The nation’s top patent court issued a deeply divided opinion today on how to determine if software is eligible for legal protection, reflecting the broader debate that has split the computer industry.

The U.S. Court of Appeals for the Federal Circuit in Washington, which handles all patent appeals, issued a 135-page decision by 10 circuit judges that included five viewpoints and “additional reflections” from Chief Judge Randall Rader.

“We have propounded at least three incompatible standards, devoid of consensus, serving simply to add to the unreliability and cost of the system of patents as an incentive for innovation,” Circuit Judge Pauline Newman wrote.

Google Inc., Facebook Inc. and JPMorgan Chase & Co. are among the companies that argued that patent standards for software are too lax. A group whose members include software makers Microsoft Corp. and Oracle Corp. warned the appeals court that limiting protection for software could hurt the nation’s economy.

The case centered on patents owned by Melbourne, Australia- based Alice Corp. over ways to minimize risk in certain computerized-trading platforms. The court ruled CLS Bank International won’t have to face patent-infringement claims by Alice, which is owned by National Australia Bank Ltd. and Alice Ventures Pty.

A majority of the 10 judges said aspects of Alice’s patents covering a method of performing the idea weren’t eligible for protection, while the court was evenly split regarding systems to implement that idea. Five of the judges said they would send all or part of the case back to the trial judge for further review.

Help Cry

The U.S. Supreme Court also has struggled to determine what types of innovations qualify for patent protection. In 2010, the court issued a 5-4 decision on patents for methods of conducting business, and last year limited patents for diagnostic medical tests. With such a fractured ruling on software, the issue probably is headed to the high court again.

A petition “could simply attach the decision with a one word argument — ‘Help!’ — and have a good chance for Supreme Court review and guidance,” said David Long, a patent lawyer with Dow Lohnes in Washington.

Circuit Judge Alan Lourie, writing for five of the judges, said courts should consider “whether steps combined with a natural law or abstract idea are so insignificant, conventional, or routine as to yield a claim that effectively covers the natural law or abstract idea itself.”
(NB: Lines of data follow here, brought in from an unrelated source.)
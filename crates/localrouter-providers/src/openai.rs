//! The generic OpenAI-compatible provider.
//!
//! Serves every upstream that speaks the OpenAI Chat Completions API: OpenAI
//! itself, DeepSeek, and local vLLM servers. The client body passes through
//! unchanged apart from model resolution and the stream flag; stream chunks
//! pass through as-is.

use async_trait::async_trait;
use futures::StreamExt;
use localrouter_config::StrategyCell;
use localrouter_core::{
    sse, ChatRequest, ChatResponse, ChatStreamChunk, GatewayError, GatewayResult, Provider,
};
use parking_lot::RwLock;
use reqwest::StatusCode;
use secrecy::{ExposeSecret, SecretString};
use tokio::sync::mpsc;
use tracing::{debug, error, warn};

/// Compile-time default model, used when neither the request nor the runtime
/// configuration names one, and as the 404 fallback target.
pub const DEFAULT_MODEL: &str = "gpt-5";

const DEFAULT_BASE_URL: &str = "https://api.openai.com/v1";

/// An OpenAI-compatible upstream.
pub struct OpenAiProvider {
    name: String,
    api_key: Option<SecretString>,
    base_url: String,
    client: reqwest::Client,
    default_model: RwLock<String>,
    strategy: StrategyCell,
}

impl OpenAiProvider {
    /// Create a provider instance.
    ///
    /// `name` is the registration name (`openai`, `deepseek`, `local_vllm`,
    /// ...). An empty `api_key` sends no Authorization header; an empty
    /// `base_url` targets the OpenAI API; an empty `default_model` falls back
    /// to [`DEFAULT_MODEL`] at request time.
    pub fn new(
        name: impl Into<String>,
        api_key: &str,
        base_url: &str,
        default_model: &str,
        strategy: StrategyCell,
    ) -> Self {
        let base_url = if base_url.is_empty() {
            DEFAULT_BASE_URL.to_string()
        } else {
            base_url.trim_end_matches('/').to_string()
        };
        let api_key = if api_key.is_empty() {
            None
        } else {
            Some(SecretString::new(api_key.to_string()))
        };
        Self {
            name: name.into(),
            api_key,
            base_url,
            client: reqwest::Client::new(),
            default_model: RwLock::new(default_model.to_string()),
            strategy,
        }
    }

    /// The requested model, the runtime default, or the compile-time default,
    /// in that order.
    fn resolve_model(&self, requested: &str) -> String {
        if !requested.is_empty() {
            return requested.to_string();
        }
        let current = self.default_model.read();
        if !current.is_empty() {
            return current.clone();
        }
        DEFAULT_MODEL.to_string()
    }

    /// Whether the active remote strategy allows 404 model fallback.
    fn fallback_enabled(&self) -> bool {
        self.strategy.get().fallback_on_404_enabled()
    }

    async fn post_chat(&self, req: &ChatRequest) -> GatewayResult<reqwest::Response> {
        let url = format!("{}/chat/completions", self.base_url);
        let mut builder = self.client.post(&url).json(req);
        if let Some(key) = &self.api_key {
            builder = builder.bearer_auth(key.expose_secret());
        }
        debug!(provider = %self.name, model = %req.model, stream = req.stream, "dispatching chat completion");
        Ok(builder.send().await?)
    }

    async fn decode_success(&self, response: reqwest::Response) -> GatewayResult<ChatResponse> {
        let status = response.status();
        if !status.is_success() {
            let body = response.text().await.unwrap_or_default();
            error!(provider = %self.name, status = status.as_u16(), "chat completion failed");
            return Err(GatewayError::upstream_status(
                &self.name,
                status.as_u16(),
                body,
            ));
        }
        Ok(response.json().await?)
    }
}

#[async_trait]
impl Provider for OpenAiProvider {
    fn name(&self) -> &str {
        &self.name
    }

    async fn chat_completion(&self, mut req: ChatRequest) -> GatewayResult<ChatResponse> {
        req.stream = false;
        req.model = self.resolve_model(&req.model);

        let response = self.post_chat(&req).await?;
        if response.status() == StatusCode::NOT_FOUND
            && req.model != DEFAULT_MODEL
            && self.fallback_enabled()
        {
            warn!(
                provider = %self.name,
                attempted_model = %req.model,
                fallback_model = DEFAULT_MODEL,
                "model not found, retrying with default"
            );
            req.model = DEFAULT_MODEL.to_string();
            let retry = self.post_chat(&req).await?;
            return self.decode_success(retry).await;
        }
        self.decode_success(response).await
    }

    async fn chat_completion_stream(
        &self,
        mut req: ChatRequest,
        tx: mpsc::Sender<ChatStreamChunk>,
    ) -> GatewayResult<()> {
        req.stream = true;
        req.model = self.resolve_model(&req.model);

        let mut response = self.post_chat(&req).await?;
        if response.status() == StatusCode::NOT_FOUND
            && req.model != DEFAULT_MODEL
            && self.fallback_enabled()
        {
            warn!(
                provider = %self.name,
                attempted_model = %req.model,
                fallback_model = DEFAULT_MODEL,
                "model not found, retrying stream with default"
            );
            req.model = DEFAULT_MODEL.to_string();
            response = self.post_chat(&req).await?;
        }

        let status = response.status();
        if !status.is_success() {
            let body = response.text().await.unwrap_or_default();
            error!(provider = %self.name, status = status.as_u16(), "streaming chat completion failed");
            return Err(GatewayError::upstream_status(
                &self.name,
                status.as_u16(),
                body,
            ));
        }

        let provider = self.name.clone();
        tokio::spawn(async move {
            forward_chunks(provider, response, tx).await;
        });
        Ok(())
    }

    fn set_default_model(&self, model: &str) {
        *self.default_model.write() = model.to_string();
    }
}

/// Forward upstream SSE chunks into the gateway channel until the stream
/// ends, an error occurs, or the receiver goes away. Owning `tx` here closes
/// the channel exactly once on every exit path.
async fn forward_chunks(
    provider: String,
    response: reqwest::Response,
    tx: mpsc::Sender<ChatStreamChunk>,
) {
    let mut events = std::pin::pin!(sse::data_events(response.bytes_stream()));
    while let Some(event) = events.next().await {
        let payload = match event {
            Ok(payload) => payload,
            Err(e) => {
                error!(provider = %provider, error = %e, "stream read failed");
                return;
            }
        };
        let chunk: ChatStreamChunk = match serde_json::from_str(&payload) {
            Ok(chunk) => chunk,
            Err(e) => {
                error!(provider = %provider, error = %e, "failed to decode stream chunk");
                return;
            }
        };
        if tx.send(chunk).await.is_err() {
            // Receiver dropped: the client disconnected.
            return;
        }
    }
}

#[cfg(test)]
mod tests {
    use super::*;
    use std::sync::Arc;

    fn provider_with_default(default_model: &str) -> OpenAiProvider {
        OpenAiProvider::new(
            "openai",
            "sk-test",
            "http://127.0.0.1:9",
            default_model,
            StrategyCell::new(),
        )
    }

    #[test]
    fn resolve_model_prefers_request_model() {
        let provider = provider_with_default("runtime-default");
        assert_eq!(provider.resolve_model("explicit"), "explicit");
    }

    #[test]
    fn resolve_model_falls_back_to_runtime_then_const() {
        let provider = provider_with_default("runtime-default");
        assert_eq!(provider.resolve_model(""), "runtime-default");

        let provider = provider_with_default("");
        assert_eq!(provider.resolve_model(""), DEFAULT_MODEL);
    }

    #[test]
    fn set_default_model_takes_effect() {
        let provider = provider_with_default("");
        provider.set_default_model("qwen3-14b-awq");
        assert_eq!(provider.resolve_model(""), "qwen3-14b-awq");
    }

    #[test]
    fn base_url_defaults_and_trims() {
        let provider = OpenAiProvider::new("openai", "", "", "", StrategyCell::new());
        assert_eq!(provider.base_url, DEFAULT_BASE_URL);

        let provider =
            OpenAiProvider::new("local_vllm", "", "http://10.0.0.2:8000/v1/", "", StrategyCell::new());
        assert_eq!(provider.base_url, "http://10.0.0.2:8000/v1");
    }

    #[test]
    fn fallback_gate_follows_strategy_cell() {
        let cell = StrategyCell::new();
        let provider = OpenAiProvider::new("openai", "", "", "", cell.clone());
        // No strategy fetched yet: fallback defaults to enabled.
        assert!(provider.fallback_enabled());

        cell.publish(localrouter_config::RemoteStrategy {
            strategy: "remote".to_string(),
            fallback_on_404: Some(false),
            ..Default::default()
        });
        assert!(!provider.fallback_enabled());
    }

    #[test]
    fn default_model_has_no_torn_reads_under_concurrency() {
        let provider = Arc::new(provider_with_default(""));
        let models: Vec<String> = (0..4).map(|i| format!("model-{i}")).collect();

        let mut handles = Vec::new();
        for writer in 0..100 {
            let provider = Arc::clone(&provider);
            let model = models[writer % models.len()].clone();
            handles.push(std::thread::spawn(move || {
                for _ in 0..50 {
                    provider.set_default_model(&model);
                }
            }));
        }
        for _ in 0..100 {
            let provider = Arc::clone(&provider);
            let models = models.clone();
            handles.push(std::thread::spawn(move || {
                for _ in 0..50 {
                    let seen = provider.resolve_model("");
                    assert!(
                        seen == DEFAULT_MODEL || models.contains(&seen),
                        "torn read: {seen:?}"
                    );
                }
            }));
        }
        for handle in handles {
            handle.join().unwrap();
        }
    }
}
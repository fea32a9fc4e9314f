//! Concurrent evaluator fan-out under a single deadline.

use crate::evaluator::Evaluator;
use localrouter_core::ChatMessage;
use std::collections::HashMap;
use std::sync::Arc;
use std::time::Duration;
use tokio::task::JoinSet;
use tracing::warn;

/// Deadline used when the configured global timeout is zero or negative.
const DEFAULT_GLOBAL_TIMEOUT: Duration = Duration::from_secs(10);

/// Run all evaluators concurrently and assemble the intent vector.
///
/// Each evaluator runs on its own task under a deadline of
/// `global_timeout_ms` from now (`<= 0` uses a long default). Partial failure
/// is never fatal: an evaluator that errors or misses the deadline is logged
/// and contributes nothing; its dimension is absent from the result, never
/// zero-filled. The call returns once every task has settled.
pub async fn evaluate_all(
    messages: &[ChatMessage],
    global_timeout_ms: i64,
    evaluators: &[Arc<dyn Evaluator>],
) -> HashMap<String, f64> {
    let timeout = if global_timeout_ms > 0 {
        Duration::from_millis(global_timeout_ms as u64)
    } else {
        DEFAULT_GLOBAL_TIMEOUT
    };
    let deadline = tokio::time::Instant::now() + timeout;

    let mut tasks = JoinSet::new();
    for evaluator in evaluators {
        let evaluator = Arc::clone(evaluator);
        let messages = messages.to_vec();
        tasks.spawn(async move {
            match tokio::time::timeout_at(deadline, evaluator.evaluate(&messages)).await {
                Ok(Ok(result)) => Some((result.dimension, result.score)),
                Ok(Err(e)) => {
                    warn!(evaluator = evaluator.name(), error = %e, "evaluator failed");
                    None
                }
                Err(_) => {
                    warn!(evaluator = evaluator.name(), "evaluator timed out");
                    None
                }
            }
        });
    }

    let mut vector = HashMap::new();
    while let Some(settled) = tasks.join_next().await {
        if let Ok(Some((dimension, score))) = settled {
            vector.insert(dimension, score);
        }
    }
    vector
}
Circuit Judge Kimberly Moore, writing for four judges, said the decision by Lourie would cause “a free fall in the patent system.”

Non-Precedent Precedent

“Let’s be clear: if all of these claims, including the system claims, are not patent-eligible, this case is the death of hundreds of thousands of patents, including all business method, financial system, and software patents as well as many computer implemented and telecommunications patents,” Moore wrote.

Judge Richard Linn, in another opinion, said companies concerned that there is a proliferation of software patents should turn to Congress.

Although the court issued the full ruling as a precedential opinion, Rader said the decisions were so split that “nothing said today beyond our judgment has the weight of precedent.”

The case is CLS Bank v. Alice Corporation, 11-1301, U.S. Court of Appeals for the Federal Circuit (Washington). The lower-court case is CLS Bank International v. Alice Corp., 07cv974, U.S. District Court for the District of Columbia (Washington).